Macaulay himself could hardly praise the eloquence of Milton’s prose writings more warmly. But it is a very inadequate criticism which leaves the reader, as Macaulay’s rhetoric would leave him, with the belief that the total impression to be got from Milton’s prose writings is one of enjoyment and admiration. It is not; we are misled, and our time is wasted, if we are sent to Milton’s prose works in the expectation of finding it so. Grand thoughts and beautiful language do not form the staple of Milton’s controversial treatises, though they occur in them not unfrequently. But the total impression from those treatises is rightly given by M. Scherer:
“In all of them the manner is the same. The author brings into play the treasures of his learning, heaping together testimonies from Scripture, passages from the Fathers, quotations from the poets; laying all antiquity, sacred and profane, under contribution; entering into subtle discussions on the sense of this or that Greek or Hebrew word. But not only by his undigested erudition and by his absorption in religious controversy does Milton belong to his age; he belongs to it, too, by the personal tone of his polemics. Morus and Salmasius had attacked his morals, laughed at his low stature, made unfeeling allusions to his loss of sight: Milton replies by reproaching them with the wages they have taken and with the servant-girls they have debauched. All this mixed with coarse witticisms, with terms of the lowest abuse. Luther and Calvin, those virtuosos of insult, had not gone further.”

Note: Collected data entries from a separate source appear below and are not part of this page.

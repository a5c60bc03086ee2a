//! The aggregation pass: report rows in, nested summary out.
//!
//! A single synchronous walk over the fetched rows. Each row lands in
//! the metric's flat value sequence plus four breakdowns (segment,
//! date, page, country), with every nested container created lazily on
//! first use. Pages and countries are ranked by observation count at
//! the end of the pass.

use super::summary::{DimensionBucket, Metric, MetricMap, MetricSummary, SegmentSeries, VitalsSummary};
use crate::api::{Row, SegmentNames};
use crate::request::schema::ReportRequest;
use crate::utils::config::{ViewOpts, CLS_SCALE_FACTOR, SEGMENT_ID_PREFIX};
use crate::utils::error::AggregateError;
use indexmap::IndexMap;
use log::debug;
use std::collections::HashMap;

/// Aggregate a report's rows into the nested summary.
///
/// # Arguments
/// * `request` - the descriptor the rows were fetched with; supplies
///   the two segment ids
/// * `opts` - the options the request was built from; supplies the
///   metric alias table
/// * `rows` - fetched rows, in report order
/// * `names` - segment id → display name resolver
///
/// # Errors
/// * `AggregateError::NoData` - the row sequence is empty
/// * `AggregateError::UnexpectedMetric` - a row's metric label is not
///   one of the configured aliases
pub fn aggregate_report(
    request: &ReportRequest,
    opts: &ViewOpts,
    rows: &[Row],
    names: &dyn SegmentNames,
) -> Result<VitalsSummary, AggregateError> {
    if rows.is_empty() {
        return Err(AggregateError::no_data());
    }

    debug!("Aggregating {} report rows", rows.len());

    // Convert custom metric labels back to the canonical names.
    let alias_map: HashMap<&str, Metric> = HashMap::from([
        (opts.lcp_name.as_str(), Metric::Lcp),
        (opts.fid_name.as_str(), Metric::Fid),
        (opts.cls_name.as_str(), Metric::Cls),
    ]);

    // Resolve both segment names once per run. Every lazily-created
    // segment breakdown starts from this template.
    let segment_names: Vec<String> = request
        .segments
        .iter()
        .map(|segment| {
            let id = segment
                .segment_id
                .strip_prefix(SEGMENT_ID_PREFIX)
                .unwrap_or(&segment.segment_id);
            names.segment_name(id)
        })
        .collect();

    let segment_template = || -> SegmentSeries {
        segment_names
            .iter()
            .map(|name| (name.clone(), Vec::new()))
            .collect()
    };

    let mut summary = VitalsSummary {
        metrics: MetricMap::build(|| MetricSummary {
            values: Vec::new(),
            segments: segment_template(),
            dates: IndexMap::new(),
        }),
        countries: IndexMap::new(),
        pages: IndexMap::new(),
    };

    for row in rows {
        let segment = names.segment_name(&row.segment_id);

        let metric = *alias_map
            .get(row.metric.as_str())
            .ok_or_else(|| AggregateError::UnexpectedMetric(row.metric.clone()))?;

        // CLS is stored at 1000x so it survives the integer event value.
        let value = if metric == Metric::Cls {
            row.value / CLS_SCALE_FACTOR
        } else {
            row.value
        };

        let metric_summary = summary.metrics.get_mut(metric);
        metric_summary.values.push(value);

        // Breakdown by segment.
        metric_summary
            .segments
            .entry(segment.clone())
            .or_default()
            .push(value);

        // Breakdown by date.
        metric_summary
            .dates
            .entry(row.date.clone())
            .or_insert_with(segment_template)
            .entry(segment.clone())
            .or_default()
            .push(value);

        // Breakdown by page.
        let page_bucket = summary
            .pages
            .entry(row.page.clone())
            .or_insert_with(|| DimensionBucket::new(segment_template));
        page_bucket
            .metrics
            .get_mut(metric)
            .entry(segment.clone())
            .or_default()
            .push(value);
        page_bucket.count += 1;

        // Breakdown by country.
        let country_bucket = summary
            .countries
            .entry(row.country.clone())
            .or_insert_with(|| DimensionBucket::new(segment_template));
        country_bucket
            .metrics
            .get_mut(metric)
            .entry(segment)
            .or_default()
            .push(value);
        country_bucket.count += 1;
    }

    // Rank pages and countries by observation count. The sort is
    // stable, so equal counts keep first-seen order.
    summary.pages.sort_by(|_, a, _, b| b.count.cmp(&a.count));
    summary.countries.sort_by(|_, a, _, b| b.count.cmp(&a.count));

    debug!(
        "Aggregated {} pages and {} countries",
        summary.pages.len(),
        summary.countries.len()
    );

    Ok(summary)
}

No doubt there is, as M. Scherer says, “something indescribably heroical and magnificent which overflows from Milton, even when he is engaged in the most miserable discussions.” Still, for the mass of his prose treatises “miserable discussions” is the final and right word. Nor, when Milton passed to his great epic, did he altogether leave the old man of these “miserable discussions ” behind him.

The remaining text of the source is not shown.